-- Data for processing follows --
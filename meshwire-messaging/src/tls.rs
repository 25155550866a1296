//! TLS material loading and the mutual-TLS connector/acceptor pair.
//!
//! Key material is loaded once at service start; there is no hot reload.
//! Both roles authenticate the peer: the acceptor requires a client
//! certificate chaining to the trust store, and the connector presents the
//! node certificate while verifying the server against the same roots.

use crate::config::TlsConfig;
use crate::error::MessagingError;
use rustls::pki_types::{CertificateDer, PrivateKeyDer};
use rustls::server::WebPkiClientVerifier;
use rustls::RootCertStore;
use std::fs::File;
use std::io::BufReader;
use std::path::Path;
use std::sync::Arc;
use tokio_rustls::{TlsAcceptor, TlsConnector};

/// The per-service TLS machinery, built from loaded key material.
#[derive(Clone)]
pub(crate) struct TlsContext {
    pub connector: TlsConnector,
    pub acceptor: TlsAcceptor,
}

/// Loads the key and trust stores and builds both TLS roles.
pub(crate) fn create_tls_context(config: &TlsConfig) -> Result<TlsContext, MessagingError> {
    let key_store = config
        .key_store
        .as_ref()
        .ok_or_else(|| MessagingError::Startup("tls.key_store not set".into()))?;
    let trust_store = config
        .trust_store
        .as_ref()
        .ok_or_else(|| MessagingError::Startup("tls.trust_store not set".into()))?;

    let certs = load_certs(key_store)?;
    let key = load_private_key(key_store)?;
    let trusted = load_certs(trust_store)?;

    let mut roots = RootCertStore::empty();
    for cert in trusted {
        roots.add(cert).map_err(|e| {
            MessagingError::Startup(format!("invalid certificate in trust store: {}", e))
        })?;
    }
    let roots = Arc::new(roots);

    let client_config = rustls::ClientConfig::builder()
        .with_root_certificates(roots.as_ref().clone())
        .with_client_auth_cert(certs.clone(), key.clone_key())
        .map_err(|e| MessagingError::Startup(format!("invalid key store cert/key: {}", e)))?;

    let client_verifier = WebPkiClientVerifier::builder(roots)
        .build()
        .map_err(|e| MessagingError::Startup(format!("cannot build client verifier: {}", e)))?;
    let server_config = rustls::ServerConfig::builder()
        .with_client_cert_verifier(client_verifier)
        .with_single_cert(certs, key)
        .map_err(|e| MessagingError::Startup(format!("invalid key store cert/key: {}", e)))?;

    Ok(TlsContext {
        connector: TlsConnector::from(Arc::new(client_config)),
        acceptor: TlsAcceptor::from(Arc::new(server_config)),
    })
}

fn open_store(path: &Path) -> Result<File, MessagingError> {
    File::open(path).map_err(|e| {
        if e.kind() == std::io::ErrorKind::NotFound {
            MessagingError::Startup(format!("could not load cluster key store: {}", e))
        } else {
            MessagingError::Startup(format!("error loading cluster key store {:?}: {}", path, e))
        }
    })
}

fn load_certs(path: &Path) -> Result<Vec<CertificateDer<'static>>, MessagingError> {
    let mut reader = BufReader::new(open_store(path)?);
    let certs = rustls_pemfile::certs(&mut reader)
        .collect::<Result<Vec<_>, _>>()
        .map_err(|e| {
            MessagingError::Startup(format!("invalid certificate in {:?}: {}", path, e))
        })?;
    if certs.is_empty() {
        return Err(MessagingError::Startup(format!(
            "no certificates found in {:?}",
            path
        )));
    }
    Ok(certs)
}

fn load_private_key(path: &Path) -> Result<PrivateKeyDer<'static>, MessagingError> {
    let mut reader = BufReader::new(open_store(path)?);
    loop {
        match rustls_pemfile::read_one(&mut reader)
            .map_err(|e| MessagingError::Startup(format!("invalid key store {:?}: {}", path, e)))?
        {
            Some(rustls_pemfile::Item::Pkcs1Key(key)) => return Ok(key.into()),
            Some(rustls_pemfile::Item::Pkcs8Key(key)) => return Ok(key.into()),
            Some(rustls_pemfile::Item::Sec1Key(key)) => return Ok(key.into()),
            None => {
                return Err(MessagingError::Startup(format!(
                    "no private key found in {:?}",
                    path
                )))
            }
            _ => continue, // Skip certs and other PEM items in the bundle.
        }
    }
}
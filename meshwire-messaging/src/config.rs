//! Messaging configuration.
//!
//! Configuration is loaded in the following order (later overrides earlier):
//! 1. Default values
//! 2. YAML config file (if specified via MESHWIRE_CONFIG)
//! 3. Environment variables

use serde::{Deserialize, Serialize};
use std::path::{Path, PathBuf};
use thiserror::Error;

/// Messaging service configuration.
#[derive(Debug, Clone, Default, Serialize, Deserialize)]
#[serde(default)]
pub struct MessagingConfig {
    /// Server bind port; defaults to the node's return address port.
    pub port: Option<u16>,
    /// Bind interfaces; empty means `0.0.0.0`.
    pub interfaces: Vec<String>,
    /// TLS configuration.
    pub tls: TlsConfig,
}

impl MessagingConfig {
    pub fn new() -> Self {
        Self::default()
    }

    /// Loads configuration from file, then applies environment variable
    /// overrides.
    pub fn load() -> Result<Self, ConfigError> {
        let mut config = if let Ok(path) = std::env::var("MESHWIRE_CONFIG") {
            Self::from_file(&path)?
        } else {
            Self::default()
        };
        config.apply_env_overrides();
        Ok(config)
    }

    /// Loads configuration from a YAML file.
    pub fn from_file(path: impl AsRef<Path>) -> Result<Self, ConfigError> {
        let path = path.as_ref();
        let content = std::fs::read_to_string(path)
            .map_err(|e| ConfigError::Io(path.to_path_buf(), e))?;
        let config: MessagingConfig = serde_yaml::from_str(&content)
            .map_err(|e| ConfigError::Parse(path.to_path_buf(), e.to_string()))?;
        Ok(config)
    }

    /// Loads configuration from environment variables only.
    pub fn from_env() -> Self {
        let mut config = Self::default();
        config.apply_env_overrides();
        config
    }

    fn apply_env_overrides(&mut self) {
        if let Ok(port) = std::env::var("MESHWIRE_PORT") {
            if let Ok(parsed) = port.parse() {
                self.port = Some(parsed);
            }
        }
        if let Ok(interfaces) = std::env::var("MESHWIRE_INTERFACES") {
            self.interfaces = interfaces
                .split(',')
                .map(|s| s.trim().to_string())
                .filter(|s| !s.is_empty())
                .collect();
        }
        self.tls.apply_env_overrides();
    }

    pub fn with_port(mut self, port: u16) -> Self {
        self.port = Some(port);
        self
    }

    pub fn with_interface(mut self, interface: impl Into<String>) -> Self {
        self.interfaces.push(interface.into());
        self
    }

    pub fn with_tls(mut self, tls: TlsConfig) -> Self {
        self.tls = tls;
        self
    }
}

/// TLS configuration for both sides of every connection.
///
/// The key store is a PEM bundle holding the node's private key and
/// certificate chain; the trust store is a PEM bundle of CA certificates
/// every peer must chain to. Peer authentication is mutual whenever TLS is
/// enabled. The password options are accepted so existing config files keep
/// parsing, but PEM stores are read unencrypted.
#[derive(Debug, Clone, Default, Serialize, Deserialize)]
#[serde(default)]
pub struct TlsConfig {
    pub enabled: bool,
    pub key_store: Option<PathBuf>,
    pub key_store_password: Option<String>,
    pub trust_store: Option<PathBuf>,
    pub trust_store_password: Option<String>,
}

impl TlsConfig {
    pub fn new() -> Self {
        Self::default()
    }

    pub fn with_key_store(mut self, path: impl Into<PathBuf>) -> Self {
        self.key_store = Some(path.into());
        self.enabled = true;
        self
    }

    pub fn with_trust_store(mut self, path: impl Into<PathBuf>) -> Self {
        self.trust_store = Some(path.into());
        self.enabled = true;
        self
    }

    fn apply_env_overrides(&mut self) {
        if let Ok(enabled) = std::env::var("MESHWIRE_TLS_ENABLED") {
            self.enabled = matches!(enabled.as_str(), "1" | "true" | "yes");
        }
        if let Ok(path) = std::env::var("MESHWIRE_TLS_KEY_STORE") {
            self.key_store = Some(path.into());
        }
        if let Ok(password) = std::env::var("MESHWIRE_TLS_KEY_STORE_PASSWORD") {
            self.key_store_password = Some(password);
        }
        if let Ok(path) = std::env::var("MESHWIRE_TLS_TRUST_STORE") {
            self.trust_store = Some(path.into());
        }
        if let Ok(password) = std::env::var("MESHWIRE_TLS_TRUST_STORE_PASSWORD") {
            self.trust_store_password = Some(password);
        }
    }
}

/// Configuration loading errors.
#[derive(Debug, Error)]
pub enum ConfigError {
    #[error("cannot read config file {0}: {1}")]
    Io(PathBuf, #[source] std::io::Error),

    #[error("cannot parse config file {0}: {1}")]
    Parse(PathBuf, String),
}
//! Messaging error types.

use meshwire_protocol::ProtocolError;
use std::sync::Arc;
use std::time::Duration;
use thiserror::Error;

/// Errors surfaced by the messaging service.
#[derive(Debug, Error)]
pub enum MessagingError {
    #[error("no remote handler registered for the subject")]
    NoRemoteHandler,

    #[error("remote handler failed")]
    RemoteHandlerFailure,

    #[error("protocol error: {0}")]
    Protocol(#[from] ProtocolError),

    #[error("peer reported a protocol exception")]
    PeerProtocolException,

    #[error("request timed out in {} ms", .0.as_millis())]
    Timeout(Duration),

    #[error("connection closed")]
    ConnectionClosed,

    #[error("connect failed: {0}")]
    Connect(Arc<MessagingError>),

    #[error("I/O error: {0}")]
    Io(#[from] std::io::Error),

    #[error("TLS error: {0}")]
    Tls(String),

    #[error("startup failed: {0}")]
    Startup(String),
}

impl MessagingError {
    /// True for request-level outcomes that leave the channel healthy.
    ///
    /// Everything else on a send path (write failures, unexpected I/O
    /// errors) closes the channel and evicts it from the pool.
    pub fn is_messaging_fault(&self) -> bool {
        matches!(
            self,
            MessagingError::NoRemoteHandler
                | MessagingError::RemoteHandlerFailure
                | MessagingError::Protocol(_)
                | MessagingError::PeerProtocolException
                | MessagingError::Timeout(_)
        )
    }
}

#[cfg(test)]
mod tests {
    use super::*;

    #[test]
    fn test_messaging_faults_keep_the_channel() {
        assert!(MessagingError::NoRemoteHandler.is_messaging_fault());
        assert!(MessagingError::RemoteHandlerFailure.is_messaging_fault());
        assert!(MessagingError::PeerProtocolException.is_messaging_fault());
        assert!(MessagingError::Timeout(Duration::from_millis(200)).is_messaging_fault());
    }

    #[test]
    fn test_transport_failures_close_the_channel() {
        let io = MessagingError::Io(std::io::Error::new(std::io::ErrorKind::BrokenPipe, "pipe"));
        assert!(!io.is_messaging_fault());
        assert!(!MessagingError::ConnectionClosed.is_messaging_fault());
        assert!(!MessagingError::Startup("bind".into()).is_messaging_fault());
    }

    #[test]
    fn test_timeout_display_in_millis() {
        let err = MessagingError::Timeout(Duration::from_millis(230));
        assert!(err.to_string().contains("230 ms"));
    }
}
-- Data for processing concluded --
**Exercise objective**
Look through the entries above and find each line where the word "enum" occurs; copy those lines.

**Answer section**
pub enum ConfigError {
pub enum MessagingError {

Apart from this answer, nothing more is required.